The high-level explanation of lightness constancy is associated with Hermann von Helmholtz (1821-1894), a German physician, physicist and philosopher of science. As a physicist, Helmholtz believed that the eye was an imperfect optical instrument and that the brain must combine raw sensory input and previous experience to arrive at a ‘best guess’ as to what is out in the world. Given his emphasis on the purpose of the visual system in relation to the natural environment, it is interesting to note that Helmholtz was a contemporary of Darwin and spoke approvingly of evolutionary theory (Helmholtz 1873/1865). According to Helmholtz (1867), perception is the result of ‘unconscious inferences’. Lightness constancy, in particular, is achieved by the visual system inferring and then discounting the illuminant. While there is a shadow depicted as falling across the checkerboard, there isn't really a shadow there—for Adelson's Checker-Shadow illusion is just a picture of a shadow. And this is what causes the illusion. Adelson’s Checker-Shadow Illusion is therefore the result of a failure of our inductive inferences to line up with the world. Using premises based on sensory evidence, perceived lighting conditions, and previous experiences, our visual system arrives at a false conclusion.

In some ways this ‘best guess’ hypothesis is plausible. Adelson’s Checkers Shadow Illusion is a 2-D figure but if we were really looking at a 3-D scene containing a single light-source and an ordinary checkerboard then the actual tile A really would be darker than the actual tile B. This is why Adelson (2005) says that this illusion ‘demonstrates the success rather than the failure of the visual system’. The illusion makes manifest the mechanism that normally allows us to see the lightness of objects in different illuminats accurately. However, there is no empirical test for the existence of unconscious inferences, and modern theories of lightness perception incorporate both high-level and low-level mechanisms in explaining our experience—see Kingdom (2011) for a survey.

Both Hering-type and Helmholtz-type accounts of vision have philosophical commitments. For Helmholtz, perception occurs in two parts: an apprehension of raw sensory input, followed by an interpretive act of unconscious inference. This distinction between sensation and mental processes leads Smith (2002) to characterise Helmholtz’s view as indirect realism of the kind espoused by Bertrand Russell in The Problems of Philosophy (1998/1912). In broad terms, indirect realism is the view that the objects of the external world exist independently of the mind, but we can perceive them only via intermediary vehicles in the form of mind-dependent objects. On Smith’s reading, Helmholtz and Russell agree that the objects of our immediate acquaintance are not ordinary physical objects. For Helmholtz the objects of immediate acquaintance are simply the brain states which arise from unconscious inferences, whereas for Russell they are ‘sense-data’ such as a red patch of colour, or a smoothness of texture, insofar as these are things that are grasped by the mind.

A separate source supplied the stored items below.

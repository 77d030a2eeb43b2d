use std::net::SocketAddr;
use std::path::PathBuf;
use std::sync::Arc;

use tokio::net::TcpListener;

use lectern::application::ports::{NoteGenerator, SpeechRecognizer};
use lectern::application::services::{LectureService, SessionRegistry};
use lectern::infrastructure::audio::SymphoniaAudioDecoder;
use lectern::infrastructure::feedback::FileFeedbackLog;
use lectern::infrastructure::generation::{
    FlashcardStyle, GeneratorProvider, NoteGeneratorFactory,
};
use lectern::infrastructure::observability::{TracingConfig, init_tracing};
use lectern::infrastructure::recognition::{RecognizerProvider, SpeechRecognizerFactory};
use lectern::presentation::config::{
    FlashcardStyleSetting, GeneratorProviderSetting, RecognizerProviderSetting,
};
use lectern::presentation::{AppState, Environment, Settings, create_router};

#[tokio::main]
async fn main() -> anyhow::Result<()> {
    dotenvy::dotenv().ok();

    let environment: Environment = std::env::var("APP_ENVIRONMENT")
        .unwrap_or_else(|_| "local".into())
        .parse()
        .map_err(|e: String| anyhow::anyhow!(e))?;

    let settings = Settings::load(environment)?;

    init_tracing(
        TracingConfig {
            environment: environment.to_string(),
            level: settings.logging.level.clone(),
            json_format: settings.logging.enable_json,
        },
        settings.server.port,
    );

    let decoder = Arc::new(SymphoniaAudioDecoder);

    let recognizer: Arc<dyn SpeechRecognizer> = SpeechRecognizerFactory::create(
        match settings.recognition.provider {
            RecognizerProviderSetting::Remote => RecognizerProvider::Remote,
            RecognizerProviderSetting::Mock => RecognizerProvider::Mock,
        },
        settings.recognition.api_key.clone(),
        settings.recognition.base_url.clone(),
        settings.recognition.model.clone(),
        settings.recognition.language.clone(),
    )?;

    let generator: Arc<dyn NoteGenerator> = NoteGeneratorFactory::create(
        match settings.generation.provider {
            GeneratorProviderSetting::Remote => GeneratorProvider::Remote,
            GeneratorProviderSetting::Heuristic => GeneratorProvider::Heuristic,
            GeneratorProviderSetting::Mock => GeneratorProvider::Mock,
        },
        settings.generation.api_key.clone(),
        settings.generation.base_url.clone(),
        settings.generation.model.clone(),
        match settings.generation.flashcard_style {
            FlashcardStyleSetting::Phrase => FlashcardStyle::Phrase,
            FlashcardStyleSetting::Oneword => FlashcardStyle::OneWord,
        },
    )?;

    let lecture_service = Arc::new(LectureService::new(
        decoder,
        recognizer,
        generator,
        settings.recognition.max_audio_seconds,
        settings.generation.min_summary_chars,
    ));

    let feedback_sink = Arc::new(FileFeedbackLog::new(PathBuf::from(
        &settings.feedback.log_path,
    )));

    let state = AppState {
        lecture_service,
        sessions: Arc::new(SessionRegistry::new()),
        feedback_sink,
        settings: settings.clone(),
    };

    let router = create_router(state);

    let addr: SocketAddr = format!("{}:{}", settings.server.host, settings.server.port).parse()?;
    tracing::info!("Listening on {}", addr);

    let listener = TcpListener::bind(addr).await?;
    axum::serve(listener, router).await?;

    Ok(())
}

The capacity for lightness constancy has also been used to motivate certain philosophical positions. Burge (2010) argues for a direct realist form of representationalism—roughly, the view that perceptual states possess content which represents objects, properties and relations as being a certain way, and in virtue of so doing allow us to be directly aware of objects and properties in the world without being aware of any intermediaries. Burge claims that perceptual constancy, understood as a subpersonal capacity to recognise some attribute of the physical environment as unchanged despite variations in sensory stimulation, is necessary for perception—perceptual constancies are capacities for objectification of sensory stimulus (roughly, the capacity to track objects and properties). For Burge, the objects of the external world are the immediate objects of perception, but our contentful representations of these objects may fail to accurately represent the world (they may fail to be veridical). For a discussion of whether sense-data theory is a form of representationalism see Macpherson (2014).